(Collected data)
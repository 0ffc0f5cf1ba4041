//! Foreign transaction resolution on one participant.
//!
//! These run at the end of the local transaction, once per participant,
//! and always finish with the entry's end-of-transaction reset.

use std::time::Duration;

use meridian_common::error::FdwError;
use meridian_common::types::{Csn, ServerId, UserId, UserMappingId};
use meridian_observability::record_fdw_xact;

use crate::connection::{make_new_connection, ConnCacheEntry, ConnectionCache, Participant, XactState};
use crate::link::{exec_cleanup_query, LinkStatus, RemoteTxnStatus};

/// One participant's share of a distributed transaction.
#[derive(Debug, Clone, PartialEq, Eq)]
pub struct ForeignXact {
    pub mapping: UserMappingId,
    pub server: ServerId,
    pub server_name: String,
    pub user: UserId,
    /// Prepared transaction identifier on the remote server.
    pub fdwxact_id: String,
    /// Commit or roll back the open remote transaction directly instead of
    /// resolving a prepared one.
    pub one_phase: bool,
}

impl ForeignXact {
    pub fn from_participant(p: &Participant, fdwxact_id: String, one_phase: bool) -> Self {
        Self {
            mapping: p.mapping,
            server: p.server,
            server_name: p.server_name.clone(),
            user: p.user,
            fdwxact_id,
            one_phase,
        }
    }
}

impl ConnectionCache {
    fn open_entry(&mut self, mapping: UserMappingId) -> Result<&mut ConnCacheEntry, FdwError> {
        match self.entries.get_mut(&mapping) {
            Some(entry) if entry.link.is_some() => Ok(entry),
            _ => Err(FdwError::NoRemoteTransaction(mapping.0)),
        }
    }

    /// `PREPARE TRANSACTION` the participant's open remote transaction.
    pub fn prepare_foreign(&mut self, fx: &ForeignXact) -> Result<(), FdwError> {
        let result = self.prepare_inner(fx);
        record_fdw_xact("prepare", true, result.is_ok());
        result
    }

    fn prepare_inner(&mut self, fx: &ForeignXact) -> Result<(), FdwError> {
        let entry = self.open_entry(fx.mapping)?;
        entry.reject_incomplete_state_change()?;

        let sql = format!("PREPARE TRANSACTION '{}'", fx.fdwxact_id);
        entry.run_transition(|link| link.execute(&sql)).map_err(|e| {
            e.with_context(format!(
                "could not prepare transaction on server {} with ID {}",
                fx.server_name, fx.fdwxact_id
            ))
        })?;
        tracing::debug!(server = %fx.server_name, fdwxact_id = %fx.fdwxact_id, "prepared foreign transaction");

        entry.deallocate_if_needed();
        self.cleanup_entry(fx.mapping);
        Ok(())
    }

    /// Commit the participant: directly when one-phase, otherwise by
    /// resolving its prepared transaction.
    pub fn commit_foreign(&mut self, fx: &ForeignXact) -> Result<(), FdwError> {
        let result = if fx.one_phase {
            self.commit_one_phase(fx)
        } else {
            self.end_prepared(fx, true)
        };
        record_fdw_xact("commit", !fx.one_phase, result.is_ok());
        result
    }

    fn commit_one_phase(&mut self, fx: &ForeignXact) -> Result<(), FdwError> {
        let entry = self.open_entry(fx.mapping)?;
        entry.reject_incomplete_state_change()?;

        entry
            .run_transition(|link| link.execute("COMMIT TRANSACTION"))
            .map_err(|e| e.with_context(format!("could not commit transaction on server {}", fx.server_name)))?;

        entry.deallocate_if_needed();
        self.cleanup_entry(fx.mapping);
        Ok(())
    }

    /// Roll back the participant.
    ///
    /// One-phase rollback never fails: cleanup problems are logged and leave
    /// the link marked unsafe, so it is discarded instead of reused.
    pub fn rollback_foreign(&mut self, fx: &ForeignXact) -> Result<(), FdwError> {
        let result = if fx.one_phase {
            self.rollback_one_phase(fx);
            Ok(())
        } else {
            self.end_prepared(fx, false)
        };
        record_fdw_xact("rollback", !fx.one_phase, result.is_ok());
        result
    }

    fn rollback_one_phase(&mut self, fx: &ForeignXact) {
        let deadline = Duration::from_millis(self.config.cleanup_timeout_ms);
        let Some(entry) = self.entries.get_mut(&fx.mapping) else {
            return;
        };

        // Nothing was ever opened, or the link is already beyond saving.
        if entry.link.is_none() || entry.state.is_unsafe() {
            self.cleanup_entry(fx.mapping);
            return;
        }

        let depth = entry.state.depth();
        entry.state = XactState::Transitioning(depth);
        entry.have_error = true;

        let mut failed = false;
        if let Some(link) = entry.link.as_deref_mut() {
            if link.transaction_status() == RemoteTxnStatus::Active && !link.cancel(deadline) {
                failed = true;
            } else if !exec_cleanup_query(link, "ABORT TRANSACTION", deadline, false) {
                failed = true;
            } else if entry.have_prep_stmt
                && entry.have_error
                && !exec_cleanup_query(link, "DEALLOCATE ALL", deadline, true)
            {
                failed = true;
            }
        }
        if failed {
            tracing::warn!(server = %fx.server_name, "could not abort remote transaction cleanly");
        }
        entry.state = if failed {
            XactState::Unsafe(depth)
        } else {
            XactState::Open(depth)
        };

        self.cleanup_entry(fx.mapping);
    }

    /// `COMMIT PREPARED` / `ROLLBACK PREPARED`.
    ///
    /// The resolving session may not be the one that prepared, so a link is
    /// opened when there is none. A prepared transaction that the remote no
    /// longer knows counts as already resolved.
    fn end_prepared(&mut self, fx: &ForeignXact, commit: bool) -> Result<(), FdwError> {
        let mapping = self.catalog.user_mapping(fx.mapping)?;
        let ConnectionCache {
            entries,
            catalog,
            connector,
            config,
            ..
        } = self;
        let entry = entries
            .entry(fx.mapping)
            .or_insert_with(|| ConnCacheEntry::new(fx.mapping));

        if entry
            .link
            .as_deref()
            .is_some_and(|link| link.status() != LinkStatus::Ok)
        {
            entry.disconnect();
        }
        if entry.link.is_none() {
            make_new_connection(entry, &mapping, &**catalog, &**connector, config)?;
        }

        let verb = if commit { "COMMIT" } else { "ROLLBACK" };
        let sql = format!("{verb} PREPARED '{}'", fx.fdwxact_id);
        // No transition guard: a prepared transaction gets no further abort
        // callbacks, and a broken link is replaced on the next attempt.
        match entry.link_mut()?.execute(&sql) {
            Ok(()) => {}
            Err(e) if e.is_undefined_object() => {
                tracing::debug!(
                    server = %fx.server_name,
                    fdwxact_id = %fx.fdwxact_id,
                    "prepared foreign transaction not found, treating as resolved"
                );
            }
            Err(e) => return Err(e),
        }
        tracing::debug!(
            server = %fx.server_name,
            fdwxact_id = %fx.fdwxact_id,
            action = if commit { "commit" } else { "rollback" },
            "resolved prepared foreign transaction"
        );

        self.cleanup_entry(fx.mapping);
        Ok(())
    }

    /// Ask the participant to mark its prepared transaction in-doubt and
    /// propose a CSN for it.
    pub fn prepare_csn_snapshot(&mut self, fx: &ForeignXact) -> Result<Csn, FdwError> {
        let result = self.prepare_csn_inner(fx);
        record_fdw_xact("csn_prepare", true, result.is_ok());
        result
    }

    fn prepare_csn_inner(&mut self, fx: &ForeignXact) -> Result<Csn, FdwError> {
        let entry = self.open_entry(fx.mapping)?;
        let sql = format!("SELECT csn_snapshot_prepare('{}')", fx.fdwxact_id);
        let resp = entry
            .run_transition(|link| link.query_scalar(&sql))
            .map_err(|e| e.with_context(format!("could not prepare CSN snapshot with ID {}", fx.fdwxact_id)))?;

        let csn = resp
            .as_deref()
            .map(str::trim)
            .filter(|s| !s.is_empty())
            .and_then(|s| s.parse::<u64>().ok())
            .ok_or_else(|| FdwError::InvalidCsnResponse {
                function: "csn_snapshot_prepare",
                fdwxact_id: fx.fdwxact_id.clone(),
            })?;

        self.cleanup_entry(fx.mapping);
        Ok(Csn(csn))
    }

    /// Push the agreed global CSN to the participant's prepared transaction.
    pub fn assign_global_csn(&mut self, fx: &ForeignXact, csn: Csn) -> Result<(), FdwError> {
        let result = self.assign_csn_inner(fx, csn);
        record_fdw_xact("csn_assign", true, result.is_ok());
        result
    }

    fn assign_csn_inner(&mut self, fx: &ForeignXact, csn: Csn) -> Result<(), FdwError> {
        let entry = self.open_entry(fx.mapping)?;
        let sql = format!("SELECT csn_snapshot_assign('{}', {})", fx.fdwxact_id, csn.0);
        entry.link_mut()?.query_scalar(&sql).map_err(|e| {
            e.with_context(format!(
                "could not assign global CSN to prepared transaction with ID {}",
                fx.fdwxact_id
            ))
        })?;
        tracing::debug!(
            server = %fx.server_name,
            fdwxact_id = %fx.fdwxact_id,
            csn = csn.0,
            "global CSN assigned to prepared foreign transaction"
        );

        self.cleanup_entry(fx.mapping);
        Ok(())
    }
}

(Exercise objective): After locating the line with "if link.transaction_status() == RemoteTxnStatus::Active" above, return that line and every later line through the one with "not abort remote", word for word and with nothing else.

(Output):
            if link.transaction_status() == RemoteTxnStatus::Active && !link.cancel(deadline) {
                failed = true;
            } else if !exec_cleanup_query(link, "ABORT TRANSACTION", deadline, false) {
                failed = true;
            } else if entry.have_prep_stmt
                && entry.have_error
                && !exec_cleanup_query(link, "DEALLOCATE ALL", deadline, true)
            {
                failed = true;
            }
        }
        if failed {
            tracing::warn!(server = %fx.server_name, "could not abort remote transaction cleanly");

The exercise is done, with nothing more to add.